Now all changes for removing leaf mirror SPTEs are propagated through
kvm_x86_ops.set_external_spte().
- When removing leaf mirror SPTEs under shared mmu_lock (though currently
no path can trigger this scenario and TDX does not support this
scenario), tdx_sept_remove_private_spte() may produce a warning due to
lockdep_assert_held_write() or may return -EIO and trigger TDX_BUG_ON()
due to concurrent BLOCK, TRACK, REMOVE.
- When removing leaf mirror SPTEs under exclusive mmu_lock, all errors are
unexpected. If any error occurs in this scenario,
tdx_sept_remove_private_spte() will return -EIO and trigger KVM_BUG_ON().

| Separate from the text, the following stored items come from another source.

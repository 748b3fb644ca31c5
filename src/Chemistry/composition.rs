use prettytable::{Cell, Row, Table};
use serde::{Deserialize, Serialize};
use std::collections::HashMap;

use crate::Chemistry::atomic_weights::atomic_weight;
use crate::Chemistry::chem_error::ChemError;

/// atomic composition of a formula or of a group inside it: element symbol -> number of atoms
#[derive(Debug, Clone, Default, PartialEq, Eq, Serialize, Deserialize)]
#[serde(transparent)]
pub struct Composition {
    counts: HashMap<String, usize>,
}

impl Composition {
    pub fn new() -> Self {
        Self {
            counts: HashMap::new(),
        }
    }

    /// adds atoms of an element; counts of a recurring symbol are summed.
    /// Returns `None` if the sum overflows, leaving the count unchanged
    pub fn add(&mut self, symbol: &str, count: usize) -> Option<()> {
        match self.counts.get_mut(symbol) {
            Some(n) => *n = n.checked_add(count)?,
            None => {
                self.counts.insert(symbol.to_string(), count);
            }
        }
        Some(())
    }

    /// moves every entry of `group` into self, multiplied by `multiplier`; `group` is left empty.
    /// Returns `None` if an atom count overflows.
    pub fn merge_scaled(&mut self, group: &mut Composition, multiplier: usize) -> Option<()> {
        for (symbol, count) in group.counts.drain() {
            let scaled = count.checked_mul(multiplier)?;
            let entry = self.counts.entry(symbol).or_insert(0);
            *entry = entry.checked_add(scaled)?;
        }
        Some(())
    }

    pub fn get(&self, symbol: &str) -> Option<usize> {
        self.counts.get(symbol).copied()
    }

    pub fn iter(&self) -> impl Iterator<Item = (&str, usize)> {
        self.counts.iter().map(|(s, n)| (s.as_str(), *n))
    }

    /// element symbols in alphabetical order
    pub fn elements(&self) -> Vec<String> {
        let mut elements: Vec<String> = self.counts.keys().cloned().collect();
        elements.sort();
        elements
    }

    pub fn len(&self) -> usize {
        self.counts.len()
    }

    pub fn is_empty(&self) -> bool {
        self.counts.is_empty()
    }

    pub fn clear(&mut self) {
        self.counts.clear();
    }

    pub fn total_atoms(&self) -> usize {
        self.counts.values().sum()
    }

    pub fn into_inner(self) -> HashMap<String, usize> {
        self.counts
    }

    /// table of elements with their counts, atomic weights and mass fractions
    pub fn pretty_print(&self) -> Result<Table, ChemError> {
        let mut rows = Vec::with_capacity(self.len());
        let mut molar_mass = 0.0;
        for symbol in self.elements() {
            let count = self.counts[&symbol];
            let weight = atomic_weight(&symbol)?;
            molar_mass += weight * count as f64;
            rows.push((symbol, count, weight));
        }
        let mut table = Table::new();
        table.add_row(Row::new(vec![
            Cell::new("Element"),
            Cell::new("Atoms"),
            Cell::new("Atomic weight, g/mol"),
            Cell::new("Mass fraction, %"),
        ]));
        for (symbol, count, weight) in rows {
            let fraction = if molar_mass > 0.0 {
                100.0 * weight * count as f64 / molar_mass
            } else {
                0.0
            };
            table.add_row(Row::new(vec![
                Cell::new(&symbol),
                Cell::new(&count.to_string()),
                Cell::new(&format!("{:.4}", weight)),
                Cell::new(&format!("{:.2}", fraction)),
            ]));
        }
        table.add_row(Row::new(vec![
            Cell::new("Total"),
            Cell::new(&self.total_atoms().to_string()),
            Cell::new(&format!("{:.4}", molar_mass)),
            Cell::new("100.00"),
        ]));
        Ok(table)
    }
}

impl From<HashMap<String, usize>> for Composition {
    fn from(counts: HashMap<String, usize>) -> Self {
        Self { counts }
    }
}

/// as with `HashMap`, a recurring symbol keeps the last count
impl<'a> FromIterator<(&'a str, usize)> for Composition {
    fn from_iter<I: IntoIterator<Item = (&'a str, usize)>>(iter: I) -> Self {
        Self {
            counts: iter
                .into_iter()
                .map(|(symbol, count)| (symbol.to_string(), count))
                .collect(),
        }
    }
}

#[cfg(test)]
mod tests {
    use super::*;

    #[test]
    fn test_add_sums_recurring_symbols() {
        let mut c = Composition::new();
        assert_eq!(c.add("C", 5), Some(()));
        assert_eq!(c.add("H", 6), Some(()));
        assert_eq!(c.add("H", 1), Some(()));
        assert_eq!(c.get("H"), Some(7));
        assert_eq!(c.get("C"), Some(5));
        assert_eq!(c.get("O"), None);
        assert_eq!(c.total_atoms(), 12);
    }

    #[test]
    fn test_add_overflow_keeps_count() {
        let mut c = Composition::new();
        assert_eq!(c.add("H", usize::MAX), Some(()));
        assert_eq!(c.add("H", 1), None);
        assert_eq!(c.get("H"), Some(usize::MAX));
    }

    #[test]
    fn test_merge_scaled_drains_group() {
        let mut parent: Composition = [("Ca", 1)].into_iter().collect();
        let mut group: Composition = [("O", 1), ("H", 1)].into_iter().collect();
        assert_eq!(parent.merge_scaled(&mut group, 2), Some(()));
        assert!(group.is_empty());
        let expected: Composition = [("Ca", 1), ("O", 2), ("H", 2)].into_iter().collect();
        assert_eq!(parent, expected);
    }

    #[test]
    fn test_serializes_as_plain_map() {
        let c: Composition = [("H", 2)].into_iter().collect();
        assert_eq!(serde_json::to_string(&c).unwrap(), r#"{"H":2}"#);
        let back: Composition = serde_json::from_str(r#"{"H":2}"#).unwrap();
        assert_eq!(back, c);
    }

    #[test]
    fn test_pretty_print() {
        let c: Composition = [("H", 2), ("O", 1)].into_iter().collect();
        let table = c.pretty_print().unwrap();
        // header + two elements + total
        assert_eq!(table.len(), 4);
        let unknown: Composition = [("Xx", 1)].into_iter().collect();
        assert_eq!(
            unknown.pretty_print().err(),
            Some(ChemError::UnknownElement("Xx".to_string()))
        );
    }
}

A redundant KVM_BUG_ON() call will also be triggered in TDP MMU core in
handle_changed_spte(), which is benign (the WARN will fire if and only if
the VM isn't already bugged).
Signed-off-by: Sean Christopherson <seanjc@google.com>
Signed-off-by: Rick Edgecombe <rick.p.edgecombe@intel.com>
Signed-off-by: Yan Zhao <yan.y.zhao@intel.com>
---
MMU_refactors v2:
- Added expected lock and valid scenarios in function comment of
tdx_sept_set_private_spte(). (Yan/Rick)
- Updated patch title (was "Handle removal of leaf SPTEs in
.set_private_spte()"), since atomic zaps of leaf SPTEs are already
handled in kvm_x86_ops.set_external_spte() before this patch. (Yan).
---
arch/x86/include/asm/kvm-x86-ops.h | 1 -
arch/x86/include/asm/kvm_host.h | 3 ---
arch/x86/kvm/mmu/tdp_mmu.c | 37 +++-------------------------
arch/x86/kvm/vmx/tdx.c | 39 +++++++++++++++++++++---------
4 files changed, 31 insertions(+), 49 deletions(-)
diff --git a/arch/x86/include/asm/kvm-x86-ops.h b/arch/x86/include/asm/kvm-x86-ops.h
index bced6d938702..ed348c6dd445 100644
--- a/arch/x86/include/asm/kvm-x86-ops.h
+++ b/arch/x86/include/asm/kvm-x86-ops.h
@@ -97,7 +97,6 @@ KVM_X86_OP_OPTIONAL_RET0(get_mt_mask)
KVM_X86_OP(load_mmu_pgd)
KVM_X86_OP_OPTIONAL_RET0(set_external_spte)
KVM_X86_OP_OPTIONAL_RET0(free_external_spt)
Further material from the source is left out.